The solution set $L$ can be one of the following:

(i) $\ \{0\}$,

(ii) a one-dimensional subspace $<r>$ with $r=(p,q)\ne 0$,

(iii) all of ${\mathbb R}^2$.

Ad (i): If $0$ is the only solution of $\Sigma$ then not all row vectors $c_i=(a_i,b_i)$ can be multiples of one and the same vector $c\ne0$. So there are two equations $a_1 x+b_1 y=0$, $a_2 x+ b_2 y=0$ in $\Sigma$ with linearly independent row vectors $(a_i, b_i)$, and by means of row operations one can transform these into $\Sigma_0: \ x=0, y=0$. Further row operations will remove all remaining equations from $\Sigma$. We conclude that in this case all systems $\Sigma$ are equivalent to $\Sigma_0$.
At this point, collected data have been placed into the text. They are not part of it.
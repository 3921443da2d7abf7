//! Policy periods at day granularity
//!
//! A policy covers the dates from `start` up to `end`. The end date is
//! always strictly after the start date.

use chrono::{Days, NaiveDate};
use serde::{Deserialize, Serialize};
use thiserror::Error;

/// Errors related to temporal operations
#[derive(Debug, Error, PartialEq, Eq)]
pub enum TemporalError {
    #[error("Invalid period: start {start} must be before end {end}")]
    InvalidPeriod {
        start: NaiveDate,
        end: NaiveDate,
    },

    #[error("Duration must be at least one day, got {0}")]
    InvalidDuration(u32),

    #[error("Date out of range: {start} + {days} days")]
    OutOfRange {
        start: NaiveDate,
        days: u32,
    },
}

/// Computes `start + days` at day granularity
///
/// Returns `None` for a zero duration or when the result leaves chrono's
/// representable range.
pub fn end_date_for(start: NaiveDate, days: u32) -> Option<NaiveDate> {
    if days == 0 {
        return None;
    }
    start.checked_add_days(Days::new(u64::from(days)))
}

/// The covered period of a policy
#[derive(Debug, Clone, Copy, PartialEq, Eq, Serialize, Deserialize)]
pub struct PolicyPeriod {
    start: NaiveDate,
    end: NaiveDate,
}

impl PolicyPeriod {
    /// Creates a period, rejecting `end <= start`
    pub fn new(start: NaiveDate, end: NaiveDate) -> Result<Self, TemporalError> {
        if end <= start {
            return Err(TemporalError::InvalidPeriod { start, end });
        }
        Ok(Self { start, end })
    }

    /// Creates a period lasting `days` days from `start`
    pub fn from_duration(start: NaiveDate, days: u32) -> Result<Self, TemporalError> {
        if days == 0 {
            return Err(TemporalError::InvalidDuration(days));
        }
        let end = end_date_for(start, days).ok_or(TemporalError::OutOfRange { start, days })?;
        Ok(Self { start, end })
    }

    pub fn start(&self) -> NaiveDate {
        self.start
    }

    pub fn end(&self) -> NaiveDate {
        self.end
    }

    /// Number of days between start and end
    pub fn days(&self) -> i64 {
        (self.end - self.start).num_days()
    }

    /// Returns true if the date falls within `[start, end)`
    pub fn contains(&self, date: NaiveDate) -> bool {
        date >= self.start && date < self.end
    }
}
Ad (ii): The System $\Sigma$ has to contain at least one equation with $c_i=(a_i,b_i)\ne 0$. We claim that all equations with $c_i\ne 0$ are individually equivalent to $\Sigma_1: \ q x -p y=0$. So in this case any given $\Sigma$ is equivalent to $\Sigma_1$. To prove the claim we may assume $a_i\ne 0$. Now $r\in L$ implies $a_i p+ b_i q=0$, and as $r\ne 0$ we must have $q\ne 0$. This implies $b_i=-a_i p/q$, so multiplying the equation $a_i x+ b_i y=0$ by $q/a_i$ gives $\Sigma_1$.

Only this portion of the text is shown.